◆ What needs to be done ◆
Show each line of the entries below in which the word "PartialEq" appears.

### Data records

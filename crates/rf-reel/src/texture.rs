//! Texture lookup seam
//!
//! Reels never load images. They ask a [`TextureProvider`] for a handle by name
//! and hand that handle to whatever renders the strip.

use std::collections::HashMap;

use serde::{Deserialize, Serialize};

/// Opaque handle to a loaded texture
#[derive(Debug, Clone, PartialEq, Eq, Hash, Serialize, Deserialize)]
pub struct TextureHandle {
    /// Provider-assigned id
    pub id: u32,
    /// Name the texture was requested by
    pub name: String,
}

/// Resolves texture names to handles
pub trait TextureProvider: Send + Sync {
    /// Look up a texture; `None` when the asset is not loaded
    fn texture(&self, name: &str) -> Option<TextureHandle>;
}

/// Provider with no assets. Every lookup misses.
#[derive(Debug, Clone, Copy, Default)]
pub struct NoTextures;

impl TextureProvider for NoTextures {
    fn texture(&self, _name: &str) -> Option<TextureHandle> {
        None
    }
}

/// In-memory name → handle table, filled once after asset loading
#[derive(Debug, Clone, Default)]
pub struct TextureAtlas {
    textures: HashMap<String, TextureHandle>,
}

impl TextureAtlas {
    pub fn new() -> Self {
        Self::default()
    }

    /// Build an atlas holding every name, ids assigned in order
    pub fn with_textures<I, S>(names: I) -> Self
    where
        I: IntoIterator<Item = S>,
        S: Into<String>,
    {
        let mut atlas = Self::new();
        for name in names {
            atlas.insert(name);
        }
        atlas
    }

    /// Register a texture, returning its handle. Re-inserting a name keeps the first id.
    pub fn insert(&mut self, name: impl Into<String>) -> TextureHandle {
        let name = name.into();
        let next_id = self.textures.len() as u32;
        self.textures
            .entry(name.clone())
            .or_insert_with(|| TextureHandle { id: next_id, name })
            .clone()
    }

    pub fn len(&self) -> usize {
        self.textures.len()
    }

    pub fn is_empty(&self) -> bool {
        self.textures.is_empty()
    }
}

impl TextureProvider for TextureAtlas {
    fn texture(&self, name: &str) -> Option<TextureHandle> {
        self.textures.get(name).cloned()
    }
}

#[cfg(test)]
mod tests {
    use super::*;

    #[test]
    fn test_atlas_lookup() {
        let atlas = TextureAtlas::with_textures(["symbol1.png", "symbol2.png"]);
        assert_eq!(atlas.len(), 2);

        let handle = atlas.texture("symbol2.png").unwrap();
        assert_eq!(handle.id, 1);
        assert_eq!(handle.name, "symbol2.png");
        assert!(atlas.texture("missing.png").is_none());
    }

    #[test]
    fn test_reinsert_keeps_id() {
        let mut atlas = TextureAtlas::new();
        let first = atlas.insert("button_spin.png");
        let again = atlas.insert("button_spin.png");
        assert_eq!(first, again);
        assert_eq!(atlas.len(), 1);
    }

    #[test]
    fn test_no_textures_misses() {
        assert!(NoTextures.texture("symbol1.png").is_none());
    }
}
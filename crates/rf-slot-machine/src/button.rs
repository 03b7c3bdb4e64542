//! Spin button — texture-swapping trigger control

use std::sync::Arc;

use serde::{Deserialize, Serialize};

use rf_reel::{TextureHandle, TextureProvider};

use crate::collaborators::SpinTrigger;

/// Button art for the two trigger states
#[derive(Debug, Clone, PartialEq, Eq, Serialize, Deserialize)]
#[serde(default)]
pub struct ButtonTextures {
    pub enabled: String,
    pub disabled: String,
}

impl Default for ButtonTextures {
    fn default() -> Self {
        Self {
            enabled: "button_spin.png".into(),
            disabled: "button_spin_disabled.png".into(),
        }
    }
}

/// Sprite button that swaps art and interactivity with its enabled state
pub struct SpinButton {
    textures: Arc<dyn TextureProvider>,
    art: ButtonTextures,
    texture: Option<TextureHandle>,
    interactive: bool,
}

impl SpinButton {
    /// Create an enabled button
    pub fn new(textures: Arc<dyn TextureProvider>, art: ButtonTextures) -> Self {
        let texture = textures.texture(&art.enabled);
        Self {
            textures,
            art,
            texture,
            interactive: true,
        }
    }

    /// Texture to draw, `None` if the art is not loaded
    pub fn texture(&self) -> Option<&TextureHandle> {
        self.texture.as_ref()
    }

    pub fn is_interactive(&self) -> bool {
        self.interactive
    }
}

impl SpinTrigger for SpinButton {
    fn set_enabled(&mut self, enabled: bool) {
        let name = if enabled {
            &self.art.enabled
        } else {
            &self.art.disabled
        };
        self.texture = self.textures.texture(name);
        self.interactive = enabled;
    }
}

impl std::fmt::Debug for SpinButton {
    fn fmt(&self, f: &mut std::fmt::Formatter<'_>) -> std::fmt::Result {
        f.debug_struct("SpinButton")
            .field("texture", &self.texture)
            .field("interactive", &self.interactive)
            .finish()
    }
}

#[cfg(test)]
mod tests {
    use super::*;
    use rf_reel::{NoTextures, TextureAtlas};

    fn atlas() -> Arc<dyn TextureProvider> {
        Arc::new(TextureAtlas::with_textures([
            "button_spin.png",
            "button_spin_disabled.png",
        ]))
    }

    #[test]
    fn test_starts_enabled() {
        let button = SpinButton::new(atlas(), ButtonTextures::default());
        assert!(button.is_interactive());
        assert_eq!(button.texture().unwrap().name, "button_spin.png");
    }

    #[test]
    fn test_toggle_swaps_art() {
        let mut button = SpinButton::new(atlas(), ButtonTextures::default());

        button.set_enabled(false);
        assert!(!button.is_interactive());
        assert_eq!(button.texture().unwrap().name, "button_spin_disabled.png");

        button.set_enabled(true);
        assert!(button.is_interactive());
        assert_eq!(button.texture().unwrap().name, "button_spin.png");
    }

    #[test]
    fn test_missing_art_still_toggles_interaction() {
        let mut button = SpinButton::new(Arc::new(NoTextures), ButtonTextures::default());
        button.set_enabled(false);
        assert!(!button.is_interactive());
        assert!(button.texture().is_none());
    }
}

######

◆ Answer section ◆
#[derive(Debug, Clone, PartialEq, Eq, Hash, Serialize, Deserialize)]
#[derive(Debug, Clone, PartialEq, Eq, Serialize, Deserialize)]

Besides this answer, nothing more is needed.